'Raid of the Rainbow Lounge' is still relevant

This is kind of a film review but also just a rant.

Tynan   ·     ·   7 min read

a still from the 2012 documentary Raid of the Rainbow Lounge
a still from the 2012 documentary Raid of the Rainbow Lounge

I’ve got a lot of drafts — and tiny dumb observations that might’ve one day developed into drafts — left over from my old newsletter, Lost in Panther City (RIP). Today, I’m publishing one of those, a piece I’ve wanted to write for at least two years. Below, you’ll find a few thoughts on the 2012 documentary film, Raid of the Rainbow Lounge, which explores the fallout from an aggressive police raid of a Fort Worth gay bar on the fortieth anniversary of Stonewall. This post is kind of a film review but also just a rant or maybe a few different rants.

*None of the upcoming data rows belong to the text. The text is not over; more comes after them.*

//! Configuration module
//!
//! This module provides the configuration structures for Docket services and the
//! operator CLI: database, object storage, signed URL lifetimes, cache bounds and
//! upload limits. Values come from the environment (optionally a `.env` file).

use std::env;
use std::time::Duration;

use crate::constants::{MIB, NON_PRODUCTION_KEY_PREFIX, UPLOAD_URL_TTL_SECS, VIEW_URL_TTL_SECS};
use crate::storage_types::StorageBackend;

// Common constants
const MAX_CONNECTIONS: u32 = 20;
const CONNECTION_TIMEOUT_SECS: u64 = 30;
const OBJECT_STORE_TIMEOUT_SECS: u64 = 10;
const URL_CACHE_CAPACITY: usize = 10_000;
const URL_CACHE_SWEEP_INTERVAL_SECS: u64 = 60;
const LEDGER_MAX_WRITE_ATTEMPTS: u32 = 5;
const USAGE_RECONCILE_INTERVAL_SECS: u64 = 86_400;

/// Base configuration shared by every binary
#[derive(Clone, Debug)]
pub struct BaseConfig {
    pub environment: String,
    pub db_max_connections: u32,
    pub db_timeout_seconds: u64,
}

impl BaseConfig {
    pub fn is_production(&self) -> bool {
        let env = self.environment.to_lowercase();
        env == "production" || env == "prod"
    }
}

/// Docket configuration
#[derive(Clone, Debug)]
pub struct DocketConfig {
    pub base: BaseConfig,
    pub database_url: String,
    // Storage configuration
    pub storage_backend: Option<StorageBackend>,
    pub s3_bucket: Option<String>,
    pub s3_region: Option<String>,
    pub s3_endpoint: Option<String>, // Custom endpoint for S3-compatible providers (MinIO, etc.)
    pub aws_region: Option<String>,
    pub local_storage_path: Option<String>,
    pub local_storage_base_url: Option<String>,
    pub local_signing_secret: Option<String>,
    /// Overrides the environment-derived key prefix when set (may be empty).
    pub storage_key_prefix: Option<String>,
    pub object_store_timeout_secs: u64,
    // Signed URLs
    pub upload_url_ttl_secs: u64,
    pub view_url_ttl_secs: u64,
    pub url_cache_capacity: usize,
    /// 0 = no background sweep.
    pub url_cache_sweep_interval_secs: u64,
    // Upload limits
    pub max_profile_photo_size_bytes: u64,
    pub max_document_size_bytes: u64,
    pub document_allowed_content_types: Vec<String>,
    // Ledger / quota
    pub ledger_max_write_attempts: u32,
    /// 0 = reconciler disabled.
    pub usage_reconcile_interval_secs: u64,
}

/// Application configuration.
#[derive(Clone, Debug)]
pub struct Config(pub Box<DocketConfig>);

impl Config {
    fn inner(&self) -> &DocketConfig {
        &self.0
    }

    /// Check if the application is running in production mode
    pub fn is_production(&self) -> bool {
        self.inner().base.is_production()
    }

    pub fn from_env() -> Result<Self, anyhow::Error> {
        let config = DocketConfig::from_env()?;
        Ok(Config(Box::new(config)))
    }

    pub fn validate(&self) -> Result<(), anyhow::Error> {
        self.inner().validate()
    }

    pub fn environment(&self) -> &str {
        &self.inner().base.environment
    }

    pub fn database_url(&self) -> &str {
        &self.inner().database_url
    }

    pub fn db_max_connections(&self) -> u32 {
        self.inner().base.db_max_connections
    }

    pub fn db_timeout_seconds(&self) -> u64 {
        self.inner().base.db_timeout_seconds
    }

    pub fn storage_backend(&self) -> Option<StorageBackend> {
        self.inner().storage_backend
    }

    pub fn s3_bucket(&self) -> Option<&str> {
        self.inner().s3_bucket.as_deref()
    }

    /// S3 region, falling back to `AWS_REGION`.
    pub fn s3_region(&self) -> Option<&str> {
        self.inner()
            .s3_region
            .as_deref()
            .or(self.inner().aws_region.as_deref())
    }

    pub fn s3_endpoint(&self) -> Option<&str> {
        self.inner().s3_endpoint.as_deref()
    }

    pub fn local_storage_path(&self) -> Option<&str> {
        self.inner().local_storage_path.as_deref()
    }

    pub fn local_storage_base_url(&self) -> Option<&str> {
        self.inner().local_storage_base_url.as_deref()
    }

    pub fn local_signing_secret(&self) -> Option<&str> {
        self.inner().local_signing_secret.as_deref()
    }

    /// Prefix prepended to every derived storage key.
    ///
    /// Empty in production and `test/` elsewhere unless `STORAGE_KEY_PREFIX` is set.
    pub fn storage_key_prefix(&self) -> String {
        match &self.inner().storage_key_prefix {
            Some(prefix) => prefix.clone(),
            None if self.is_production() => String::new(),
            None => NON_PRODUCTION_KEY_PREFIX.to_string(),
        }
    }

    pub fn object_store_timeout(&self) -> Duration {
        Duration::from_secs(self.inner().object_store_timeout_secs)
    }

    pub fn upload_url_ttl(&self) -> Duration {
        Duration::from_secs(self.inner().upload_url_ttl_secs)
    }

    pub fn view_url_ttl(&self) -> Duration {
        Duration::from_secs(self.inner().view_url_ttl_secs)
    }

    pub fn url_cache_capacity(&self) -> usize {
        self.inner().url_cache_capacity
    }

    pub fn url_cache_sweep_interval(&self) -> Option<Duration> {
        match self.inner().url_cache_sweep_interval_secs {
            0 => None,
            secs => Some(Duration::from_secs(secs)),
        }
    }

    pub fn max_profile_photo_size_bytes(&self) -> u64 {
        self.inner().max_profile_photo_size_bytes
    }

    pub fn max_document_size_bytes(&self) -> u64 {
        self.inner().max_document_size_bytes
    }

    pub fn document_allowed_content_types(&self) -> &[String] {
        &self.inner().document_allowed_content_types
    }

    pub fn ledger_max_write_attempts(&self) -> u32 {
        self.inner().ledger_max_write_attempts
    }

    pub fn usage_reconcile_interval(&self) -> Option<Duration> {
        match self.inner().usage_reconcile_interval_secs {
            0 => None,
            secs => Some(Duration::from_secs(secs)),
        }
    }
}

The documentary is still extremely relevant, not just as a historical record but — unfortunately — as one link in a chain of state-sponsored bigotry that continues into the present. For example: Just a few days ago, the Fort Worth Report broke the news that Tarrant County Judge Tim O’Hare killed an attempt to have a historical marker recognizing Fort Worth’s LGBTQ community placed at the site where the Rainbow Lounge used to stand.

The bar isn’t there anymore; it burned down in 2017. That may seem like recent history, not something that will be forgotten anytime soon, and it’s true that as long as groups like Fort Worth’s YesterQueer persist, there will always be someone to commemorate the Rainbow Lounge’s existence. But it fills me with rage to see powerful right-wing freaks attempt to suppress historical knowledge that is already marginalized. At the moment, I’m not worried about such knowledge fading away gradually; I’m worried that it will be maliciously erased.

Anyway, Raid of the Rainbow Lounge is available to stream for free and if you have any interest in Fort Worth or queer history, I suggest you give it a watch.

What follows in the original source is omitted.